**Stored items:**

************

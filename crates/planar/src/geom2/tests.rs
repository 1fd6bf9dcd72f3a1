use super::*;
use crate::error::GeomError;
use proptest::prelude::*;
use ::rand::{rngs::StdRng, Rng, SeedableRng};
use std::f64::consts::{FRAC_PI_2, PI};

fn any_vector() -> impl Strategy<Value = Vector> {
    (-1e3f64..1e3, -1e3f64..1e3).prop_map(|(x, y)| Vector::new(x, y))
}

fn nonzero_vector() -> impl Strategy<Value = Vector> {
    (-1e6f64..1e6, -1e6f64..1e6)
        .prop_map(|(x, y)| Vector::new(x, y))
        .prop_filter("non-zero magnitude", |v| v.magnitude() > 1e-6)
}

proptest! {
    #[test]
    fn unit_vector_has_magnitude_one(v in nonzero_vector()) {
        let u = v.unit_vector().unwrap();
        prop_assert!((u.magnitude() - 1.0).abs() < 1e-15);
    }

    #[test]
    fn unit_vector_keeps_heading(v in nonzero_vector()) {
        let u = v.unit_vector().unwrap();
        prop_assert!((u.heading() - v.heading()).abs() < 1e-14);
    }

    #[test]
    fn self_dot_is_squared_magnitude(v in any_vector()) {
        let d = v.dot(v);
        let m = v.magnitude();
        prop_assert!((d - m * m).abs() <= 1e-12 * d.max(1.0));
    }

    #[test]
    fn dot_commutes(a in any_vector(), b in any_vector()) {
        prop_assert_eq!(a.dot(b), b.dot(a));
    }

    #[test]
    fn dot_is_linear_in_scale(a in any_vector(), b in any_vector(), k in -1e3f64..1e3) {
        let lhs = a.scale(k).dot(b);
        let rhs = k * a.dot(b);
        let bound = 1e-12 * (k.abs() * a.magnitude() * b.magnitude()).max(1e-300);
        prop_assert!((lhs - rhs).abs() <= bound);
    }

    #[test]
    fn dot_distributes_over_addition(a in any_vector(), b in any_vector(), c in any_vector()) {
        let lhs = (a + b).dot(c);
        let rhs = a.dot(c) + b.dot(c);
        let bound = 1e-12 * ((a.magnitude() + b.magnitude()) * c.magnitude()).max(1e-300);
        prop_assert!((lhs - rhs).abs() <= bound);
    }

    #[test]
    fn cross_is_antisymmetric(a in any_vector(), b in any_vector()) {
        prop_assert_eq!(a.cross(b), -b.cross(a));
        prop_assert_eq!(a.dot(a.perp()), 0.0);
    }

    #[test]
    fn negation_rotates_heading_by_pi(v in nonzero_vector()) {
        let n = v.scale(-1.0);
        prop_assert_eq!(n.magnitude(), v.magnitude());
        let turned = (n.heading() - v.heading()).rem_euclid(2.0 * PI);
        prop_assert!((turned - PI).abs() < 1e-12);
    }
}

#[test]
fn zero_vector_policy_is_domain_error() {
    let err = Vector::new(0.0, 0.0).unit_vector().unwrap_err();
    assert_eq!(err, GeomError::ZeroVector);
    assert_eq!(err.to_string(), "cannot normalize the zero vector");
}

#[test]
fn unit_vector_at_range_extremes() {
    for v in [
        Vector::new(5e-324, 5e-324),
        Vector::new(1e-320, 3e-321),
        Vector::new(3e-310, 1e-310),
        Vector::new(1e-310, 0.0),
        Vector::new(-1e-320, 0.0),
        Vector::new(1e308, 1e308),
        Vector::new(-f64::MAX, f64::MAX),
    ] {
        let u = v.unit_vector().unwrap();
        assert!((u.magnitude() - 1.0).abs() < 1e-15, "{v:?} -> {u:?}");
        assert!((u.heading() - v.heading()).abs() < 1e-14, "{v:?} -> {u:?}");
    }
}

#[test]
fn parallelogram_area_matches_cross() {
    let a = Vector::new(1.0, 0.0);
    let b = Vector::new(0.0, 2.5);
    assert!((crate::parallelogram_area(a, b) - 2.5).abs() < 1e-12);

    let mut rng = StdRng::seed_from_u64(42);
    let a = Vector::new(rng.gen_range(-2.0..2.0), rng.gen_range(-2.0..2.0));
    let b = Vector::new(rng.gen_range(-2.0..2.0), rng.gen_range(-2.0..2.0));
    let expected = a.x * b.y - a.y * b.x;
    assert!((crate::parallelogram_area(a, b) - expected).abs() < 1e-12);
}

#[test]
fn affine_compose_and_inverse() {
    let rot = Affine2::rotation(FRAC_PI_2);
    let shift = Affine2::translation(Vector::new(1.0, -1.0));
    let f = rot.then(&shift);
    // rotate (1, 0) to (0, 1), then shift
    let p = f.apply(Vector::new(1.0, 0.0));
    assert!(p.approx_eq(Vector::new(1.0, 0.0), 1e-12));
    let back = f.inverse().unwrap().apply(p);
    assert!(back.approx_eq(Vector::new(1.0, 0.0), 1e-12));
    assert!(f.is_orientation_preserving());
    // directions ignore the translation
    assert!(f.apply_linear(Vector::new(1.0, 0.0)).approx_eq(Vector::new(0.0, 1.0), 1e-12));
}

#[test]
fn affine_singular_and_reflection() {
    let flat = Affine2::scaling(1.0, 0.0);
    assert!(flat.inverse().is_none());
    let mirror = Affine2::scaling(-1.0, 1.0);
    assert!(!mirror.is_orientation_preserving());
    assert_eq!(mirror.apply(Vector::new(2.0, 3.0)), Vector::new(-2.0, 3.0));
    assert_eq!(Affine2::default(), Affine2::identity());
}

#[test]
fn rect_queries() {
    let r = Rect::new(2.0, 3.0, -2.0, 4.0);
    assert_eq!(r.min(), Vector::new(0.0, 3.0));
    assert_eq!(r.max(), Vector::new(2.0, 7.0));
    assert_eq!(r.center(), Vector::new(1.0, 5.0));
    assert_eq!(r.width(), 2.0);
    assert!(r.contains(Vector::new(0.0, 7.0)));
    assert!(!r.contains(Vector::new(-0.1, 5.0)));

    let grown = r.inset(-1.0, -0.5);
    assert_eq!(grown, Rect::new(-1.0, 2.5, 4.0, 5.0));
    let collapsed = r.inset(5.0, 1.0);
    assert_eq!(collapsed, Rect::new(1.0, 4.0, 0.0, 2.0));

    let u = r.union(&Rect::new(10.0, -1.0, 1.0, 1.0));
    assert_eq!(u, Rect::new(0.0, -1.0, 11.0, 8.0));
}

#[test]
fn rect_from_points() {
    assert!(Rect::from_points(std::iter::empty()).is_none());
    let r = Rect::from_points(vec![
        Vector::new(1.0, 1.0),
        Vector::new(-1.0, 4.0),
        Vector::new(3.0, 0.0),
    ])
    .unwrap();
    assert_eq!(r, Rect::new(-1.0, 0.0, 4.0, 4.0));
    let single = Rect::from_points([Vector::new(5.0, 5.0)]).unwrap();
    assert_eq!(single.size, Size::zero());
}
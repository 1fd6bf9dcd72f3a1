use anyhow::{ensure, Context, Result};
use planar::geom2::rand::{draw_polygon_radial, RadialCfg, ReplayToken, VertexCount};
use planar::prelude::*;
use serde::Serialize;
use std::fs;
use std::path::Path as FsPath;

/// Derived quantities of one vector, optionally paired with a second one.
#[derive(Debug, Serialize)]
pub struct VectorReport {
    pub vector: Vector,
    pub magnitude: f64,
    pub heading: f64,
    /// None for the zero vector.
    pub unit: Option<Vector>,
    pub dot: Option<f64>,
    pub cross: Option<f64>,
    pub angle_to: Option<f64>,
}

pub fn vector_report(v: Vector, other: Option<Vector>) -> VectorReport {
    let unit = match v.unit_vector() {
        Ok(u) => Some(u),
        Err(err) => {
            tracing::warn!(x = v.x, y = v.y, %err, "no unit vector");
            None
        }
    };
    VectorReport {
        vector: v,
        magnitude: v.magnitude(),
        heading: v.heading(),
        unit,
        dot: other.map(|o| v.dot(o)),
        cross: other.map(|o| v.cross(o)),
        angle_to: other.map(|o| v.angle_to(o)),
    }
}

#[derive(Debug, Serialize)]
pub struct ShapeReport {
    pub is_empty: bool,
    pub elements: usize,
    pub bounds: Rect,
    pub bounding_box: Option<Rect>,
    pub fitted_bounds: Option<Rect>,
    pub intrinsic_size: Size,
}

/// Read a JSON shape description and check its style values.
pub fn load_shape(path: &FsPath) -> Result<Shape> {
    let raw = fs::read_to_string(path).with_context(|| format!("reading {}", path.display()))?;
    let shape: Shape =
        serde_json::from_str(&raw).with_context(|| format!("parsing {}", path.display()))?;
    shape
        .style
        .validate()
        .with_context(|| format!("invalid style in {}", path.display()))?;
    Ok(shape)
}

pub fn shape_report(shape: &Shape) -> ShapeReport {
    ShapeReport {
        is_empty: shape.is_empty(),
        elements: shape.path().map_or(0, |p| p.elements().len()),
        bounds: shape.bounds,
        bounding_box: shape.path().and_then(Path::bounding_box),
        fitted_bounds: shape.fitted_bounds(),
        intrinsic_size: shape.intrinsic_content_size(),
    }
}

#[derive(Debug, Serialize)]
pub struct PolygonReport {
    /// Requested vertex count; the hull may keep fewer.
    pub sides: u64,
    pub seed: u64,
    pub index: u64,
    pub vertices: Vec<Vector>,
    pub signed_area: f64,
    pub centroid: Option<Vector>,
    pub bounding_box: Option<Rect>,
}

pub fn polygon_report(sides: u64, seed: u64, index: u64) -> Result<PolygonReport> {
    ensure!(sides >= 3, "a polygon needs at least 3 sides, got {sides}");
    let count = usize::try_from(sides).context("side count does not fit in memory")?;
    let cfg = RadialCfg {
        vertex_count: VertexCount::Fixed(count),
        ..RadialCfg::default()
    };
    let vertices = draw_polygon_radial(cfg, ReplayToken { seed, index })
        .context("sampled points did not span a polygon")?;
    Ok(PolygonReport {
        sides,
        seed,
        index,
        signed_area: signed_area(&vertices),
        centroid: area_centroid(&vertices, GeomCfg::default()),
        bounding_box: Rect::from_points(vertices.iter().copied()),
        vertices,
    })
}

/// Pretty JSON to `out`, or to stdout when `out` is None.
pub fn emit<T: Serialize>(value: &T, out: Option<&FsPath>) -> Result<()> {
    let text = serde_json::to_string_pretty(value)?;
    match out {
        Some(path) => {
            if let Some(parent) = path.parent() {
                if !parent.as_os_str().is_empty() {
                    fs::create_dir_all(parent)
                        .with_context(|| format!("creating {}", parent.display()))?;
                }
            }
            fs::write(path, text).with_context(|| format!("writing {}", path.display()))?;
        }
        None => println!("{text}"),
    }
    Ok(())
}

************

**What to work on:**
Search the lines above for the string "flat", then show every one that has it.

**Reply:**
    let flat = Affine2::scaling(1.0, 0.0);
    assert!(flat.inverse().is_none());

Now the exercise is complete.